Good point pumilo! Ever just stick your head inside a viv and take a big wiff? Love doing that at -30 outside haha. Try doing that in a viv without air circulation and it can be terrible. I think the frogs appreciate it also.


----------



## DartAsylum (Feb 17, 2011)

Pumilo said:


> Beat ya to it!
> DIY Air Circulation | GlassTropics
> http://www.dendroboard.com/forum/newreply.php?do=newreply&noquote=1&p=581721
> Certainly it is for the frogs! It improves the health and well being of the frogs, and the plants. Plus just improving the smell of the viv and clearing your front glass.
> I am worried that the OP did not mention any kind of housing or screen? It's just a matter of time before frogs find those fan blades the hard way if it is exposed.


they are screened in 
ive noticed on my pum tank that since the fan is in there they are out and about a lot more. and i mean alot more. normally w/o a fan they tend to sit in the broms. with the fans they are all over the tank. maybe coincidence time will tell.

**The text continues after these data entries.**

//! Licensing for Licensor.
//!
//! - Random license keys in the form `FFW-XXXX-XXXX`
//! - The verification engine behind the public endpoint
//! - Builders for manually created licenses, approvals and auto-requests
//! - The dashboard filter
//!
//! Keys are plain random tokens. Whether a key is valid is decided only by
//! looking it up in the store.

mod error;
mod filter;
mod key;
mod lifecycle;
mod verify;

pub use error::{LicenseError, LicenseResult};
pub use filter::{LicenseFilter, StatusFilter};
pub use key::{generate_unique_key, KeyFormat, DEFAULT_KEY_PREFIX, MAX_KEY_ATTEMPTS};
pub use lifecycle::{
    approve_request, auto_request, default_features, default_valid_until, ContactDetails,
    LicenseDraft, RequestDraft, AUTO_REQUEST_CONTACT, AUTO_REQUEST_MESSAGE, AUTO_REQUEST_NOTE,
    AUTO_REQUEST_ORGANIZATION, BASE_MODULE,
};
pub use verify::{
    rich_modules, ErrorBody, LicenseGrant, RequestNotice, RichModule, Verification, Verifier,
    VerifierConfig, VerifyResponse, VerifyStatus, ERR_DOMAIN_MISMATCH, ERR_INVALID_DOMAIN,
    ERR_INVALID_KEY, ERR_REGISTRATION_CLOSED, ERR_SUSPENDED, MSG_DOMAIN_MATCH, MSG_PENDING,
    MSG_REQUESTED, VERIFY_ENDPOINT,
};
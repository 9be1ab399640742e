//! Domain verification.
//!
//! An installation calls the public endpoint with its origin and, once it
//! has one, its key. Without a key the engine recovers the license by
//! domain, reports a pending request, or registers a new request. With a
//! key it checks existence, domain binding, suspension and expiry.
//!
//! Every call is appended to the API log, including rejected ones.

use crate::error::LicenseResult;
use crate::lifecycle::auto_request;
use chrono::{DateTime, Utc};
use licensor_store::LicenseStore;
use licensor_types::{
    is_registrable_domain, normalize_domain, ApiLogEntry, FeatureSet, License, LogId,
    ModuleDefinition, RequestId, LOG_METHOD,
};
use serde::{Deserialize, Serialize};
use tracing::{debug, info, warn};

/// Path recorded in log entries by default.
pub const VERIFY_ENDPOINT: &str = "/v1/license/verify";

pub const MSG_DOMAIN_MATCH: &str = "License found via Domain Match.";
pub const MSG_PENDING: &str = "Registrierungsanfrage wartet auf Freigabe.";
pub const MSG_REQUESTED: &str = "Registrierungsanfrage erfolgreich erstellt. Wir werden Ihre Anfrage prüfen und uns bei Ihnen melden.";
pub const ERR_INVALID_DOMAIN: &str =
    "Invalid domain. Please ensure your request includes a valid Origin or Referer header.";
pub const ERR_INVALID_KEY: &str = "Invalid License Key";
pub const ERR_DOMAIN_MISMATCH: &str = "Domain Mismatch";
pub const ERR_SUSPENDED: &str = "License Suspended";
pub const ERR_REGISTRATION_CLOSED: &str = "Automatic registration is disabled.";

/// Outcome reported in the `status` field of a successful response.
#[derive(Debug, Clone, Copy, PartialEq, Eq, Serialize, Deserialize)]
#[serde(rename_all = "lowercase")]
pub enum VerifyStatus {
    /// License recovered by domain and not expired.
    Active,
    /// Key validated and not expired.
    Valid,
    /// License found but past `validUntil`.
    Expired,
    /// License found by domain but revoked.
    Suspended,
    /// A request for the domain awaits approval.
    Pending,
    /// A request was just created for the domain.
    Requested,
}

/// A catalog module annotated with the license's activation flag.
#[derive(Debug, Clone, PartialEq, Eq, Serialize, Deserialize)]
#[serde(rename_all = "camelCase")]
pub struct RichModule {
    pub technical_name: String,
    pub title: String,
    pub description: String,
    pub icon_name: String,
    pub active: bool,
}

/// Body returned when a license was found.
#[derive(Debug, Clone, PartialEq, Serialize, Deserialize)]
#[serde(rename_all = "camelCase")]
pub struct LicenseGrant {
    pub status: VerifyStatus,
    #[serde(default, skip_serializing_if = "Option::is_none")]
    pub message: Option<String>,
    /// Only present on domain-match recovery.
    #[serde(default, skip_serializing_if = "Option::is_none")]
    pub key: Option<String>,
    pub valid_until: String,
    pub days_remaining: i64,
    pub modules: Vec<RichModule>,
    /// Empty unless the license is usable.
    pub features: FeatureSet,
}

/// Body returned for pending or freshly created requests.
#[derive(Debug, Clone, PartialEq, Eq, Serialize, Deserialize)]
#[serde(rename_all = "camelCase")]
pub struct RequestNotice {
    pub status: VerifyStatus,
    pub message: String,
    pub request_id: RequestId,
}

/// Body returned for rejected calls.
#[derive(Debug, Clone, PartialEq, Eq, Serialize, Deserialize)]
pub struct ErrorBody {
    pub error: String,
}

/// Any verification response body.
#[derive(Debug, Clone, PartialEq, Serialize, Deserialize)]
#[serde(untagged)]
pub enum VerifyResponse {
    License(LicenseGrant),
    Request(RequestNotice),
    Error(ErrorBody),
}

impl VerifyResponse {
    fn error(message: impl Into<String>) -> Self {
        Self::Error(ErrorBody {
            error: message.into(),
        })
    }

    /// Returns the `status` field, or `None` for error bodies.
    #[must_use]
    pub fn status(&self) -> Option<VerifyStatus> {
        match self {
            Self::License(grant) => Some(grant.status),
            Self::Request(notice) => Some(notice.status),
            Self::Error(_) => None,
        }
    }

    /// Returns the error message, if this is an error body.
    #[must_use]
    pub fn error_message(&self) -> Option<&str> {
        match self {
            Self::Error(body) => Some(&body.error),
            _ => None,
        }
    }
}

/// Result of one verification call.
#[derive(Debug, Clone, PartialEq)]
pub struct Verification {
    /// HTTP status code to answer with.
    pub status_code: u16,
    pub body: VerifyResponse,
    /// The entry appended to the API log.
    pub log: ApiLogEntry,
}

/// Verifier settings.
#[derive(Debug, Clone, PartialEq, Eq)]
pub struct VerifierConfig {
    /// Endpoint path recorded in the API log.
    pub endpoint: String,
    /// Create requests for unknown domains calling without a key.
    pub auto_register: bool,
}

impl Default for VerifierConfig {
    fn default() -> Self {
        Self {
            endpoint: VERIFY_ENDPOINT.to_string(),
            auto_register: true,
        }
    }
}

/// The verification engine.
#[derive(Clone)]
pub struct Verifier {
    store: LicenseStore,
    config: VerifierConfig,
}

impl Verifier {
    /// Creates a verifier with the default configuration.
    pub fn new(store: LicenseStore) -> Self {
        Self::with_config(store, VerifierConfig::default())
    }

    /// Creates a verifier with a custom configuration.
    pub fn with_config(store: LicenseStore, config: VerifierConfig) -> Self {
        Self { store, config }
    }

    /// Returns the configuration.
    pub fn config(&self) -> &VerifierConfig {
        &self.config
    }

    /// Verifies a call from `origin`, optionally carrying a key.
    ///
    /// A blank key counts as no key. Lookup failures are logged as a 500
    /// and then propagate; a failure while auto-creating a request is
    /// answered with a 500 body instead.
    pub fn verify(
        &self,
        origin: &str,
        key: Option<&str>,
        now: DateTime<Utc>,
    ) -> LicenseResult<Verification> {
        let domain = normalize_domain(origin);
        let key = key.map(str::trim).filter(|k| !k.is_empty());

        let outcome = match key {
            None => self.check_domain(&domain, now),
            Some(key) => self.check_key(&domain, key, now),
        };
        let (status_code, body) = match outcome {
            Ok(answer) => answer,
            Err(e) => {
                let failed = VerifyResponse::error(e.to_string());
                self.record(&domain, key, 500, &failed, now)?;
                return Err(e);
            }
        };
        let log = self.record(&domain, key, status_code, &body, now)?;

        debug!(domain = %domain, status_code, "Verification answered");
        Ok(Verification {
            status_code,
            body,
            log,
        })
    }

    /// Appends a log entry. A failed write is only reported.
    fn record(
        &self,
        domain: &str,
        key: Option<&str>,
        status_code: u16,
        body: &VerifyResponse,
        now: DateTime<Utc>,
    ) -> LicenseResult<ApiLogEntry> {
        let log = ApiLogEntry {
            id: LogId::new(),
            timestamp: now.to_rfc3339(),
            method: LOG_METHOD.to_string(),
            endpoint: self.config.endpoint.clone(),
            source_url: domain.to_string(),
            provided_key: key.map(str::to_string),
            response_status: status_code,
            response_body: serde_json::to_string(body)?,
        };
        if let Err(e) = self.store.append_log(&log) {
            warn!("Failed to append API log entry: {}", e);
        }
        Ok(log)
    }

    fn check_domain(
        &self,
        domain: &str,
        now: DateTime<Utc>,
    ) -> LicenseResult<(u16, VerifyResponse)> {
        if let Some(license) = self.store.find_license_by_domain(domain)? {
            let catalog = self.store.list_modules()?;
            return Ok((200, domain_grant(&license, &catalog, now)));
        }

        if let Some(request) = self.store.find_request_by_domain(domain)? {
            let message = request
                .custom_message
                .filter(|m| !m.is_empty())
                .unwrap_or_else(|| MSG_PENDING.to_string());
            return Ok((
                200,
                VerifyResponse::Request(RequestNotice {
                    status: VerifyStatus::Pending,
                    message,
                    request_id: request.id,
                }),
            ));
        }

        if !is_registrable_domain(domain) {
            return Ok((400, VerifyResponse::error(ERR_INVALID_DOMAIN)));
        }
        if !self.config.auto_register {
            return Ok((403, VerifyResponse::error(ERR_REGISTRATION_CLOSED)));
        }

        let request = auto_request(domain, now);
        match self.store.insert_request(&request) {
            Ok(()) => {
                info!("Registered automatic license request for {}", domain);
                Ok((
                    201,
                    VerifyResponse::Request(RequestNotice {
                        status: VerifyStatus::Requested,
                        message: MSG_REQUESTED.to_string(),
                        request_id: request.id,
                    }),
                ))
            }
            Err(e) => {
                warn!("Failed to create request for {}: {}", domain, e);
                Ok((
                    500,
                    VerifyResponse::error(format!("Failed to create request: {e}")),
                ))
            }
        }
    }

    fn check_key(
        &self,
        domain: &str,
        key: &str,
        now: DateTime<Utc>,
    ) -> LicenseResult<(u16, VerifyResponse)> {
        let Some(license) = self.store.find_license_by_key(key)? else {
            return Ok((403, VerifyResponse::error(ERR_INVALID_KEY)));
        };
        if normalize_domain(&license.domain) != domain {
            return Ok((403, VerifyResponse::error(ERR_DOMAIN_MISMATCH)));
        }
        if license.is_suspended() {
            return Ok((403, VerifyResponse::error(ERR_SUSPENDED)));
        }

        let catalog = self.store.list_modules()?;
        let expired = license.is_expired(now);
        let status = if expired {
            VerifyStatus::Expired
        } else {
            VerifyStatus::Valid
        };
        Ok((200, VerifyResponse::License(grant(&license, &catalog, status, None, None, now))))
    }
}

fn domain_grant(license: &License, catalog: &[ModuleDefinition], now: DateTime<Utc>) -> VerifyResponse {
    let response = if license.is_suspended() {
        grant(
            license,
            catalog,
            VerifyStatus::Suspended,
            Some(ERR_SUSPENDED.to_string()),
            None,
            now,
        )
    } else {
        let status = if license.is_expired(now) {
            VerifyStatus::Expired
        } else {
            VerifyStatus::Active
        };
        grant(
            license,
            catalog,
            status,
            Some(MSG_DOMAIN_MATCH.to_string()),
            Some(license.key.clone()),
            now,
        )
    };
    VerifyResponse::License(response)
}

fn grant(
    license: &License,
    catalog: &[ModuleDefinition],
    status: VerifyStatus,
    message: Option<String>,
    key: Option<String>,
    now: DateTime<Utc>,
) -> LicenseGrant {
    let usable = matches!(status, VerifyStatus::Active | VerifyStatus::Valid);
    LicenseGrant {
        status,
        message,
        key,
        valid_until: license.valid_until.clone(),
        days_remaining: license.days_remaining(now),
        // expired licenses still show what they would unlock
        modules: rich_modules(license, catalog, status != VerifyStatus::Suspended),
        features: if usable {
            license.features.clone()
        } else {
            FeatureSet::new()
        },
    }
}

/// Annotates every catalog module with the license's flag.
///
/// With `enabled == false` every module is reported inactive.
#[must_use]
pub fn rich_modules(license: &License, catalog: &[ModuleDefinition], enabled: bool) -> Vec<RichModule> {
    catalog
        .iter()
        .map(|module| RichModule {
            technical_name: module.id.clone(),
            title: module.label.clone(),
            description: module.description.clone(),
            icon_name: module.icon_name.clone(),
            active: enabled && license.has_feature(&module.id),
        })
        .collect()
}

of course ive heard of the benefits to pum and that some ppl report animals dying possibly from being in a sealed viv w/o circulation. i added a fan to my cobalts last night, i have to say they are as bold as pit bulls. no matter what i do in their tank they just sit and dare me to make them move  anyways once i put the fan in there, i thought the noise or whatever might bother them, but instead they took turns sitting right in front of it. as if they were really enjoying the breeze.


----------



## Pumilo (Sep 4, 2010)

I put a fan in one viv. I loved it so much I began construction on 11 more!! Just finished them but have not installed them yet.


----------



## retest (Nov 4, 2010)

Darts live on the floor, hence not much air circulation is needed. Tree frogs on the other hand, need good air flow.

Also, air stagnation will promote mold, which isn't good for the plants, or (any kind of) frogs.


----------



## Brian317 (Feb 11, 2011)

how do you wire computer fans to plug in a wall socket? I've seen people get boxes that controls fans....to people using phone chargers. Is there a way you all use or prefer that is simple and good? I want to put a few fans in my vivs....


----------



## PeanutbuttER (Jan 1, 2011)

DartAsylum said:


> they are screened in
> ive noticed on my pum tank that since the fan is in there they are out and about a lot more. and i mean alot more. normally w/o a fan they tend to sit in the broms. with the fans they are all over the tank. maybe coincidence time will tell.
> 
> of course ive heard of the benefits to pum and that some ppl report animals dying possibly from being in a sealed viv w/o circulation. i added a fan to my cobalts last night, i have to say they are as bold as pit bulls. no matter what i do in their tank they just sit and dare me to make them move  anyways once i put the fan in there, i thought the noise or whatever might bother them, but instead they took turns sitting right in front of it. as if they were really enjoying the breeze.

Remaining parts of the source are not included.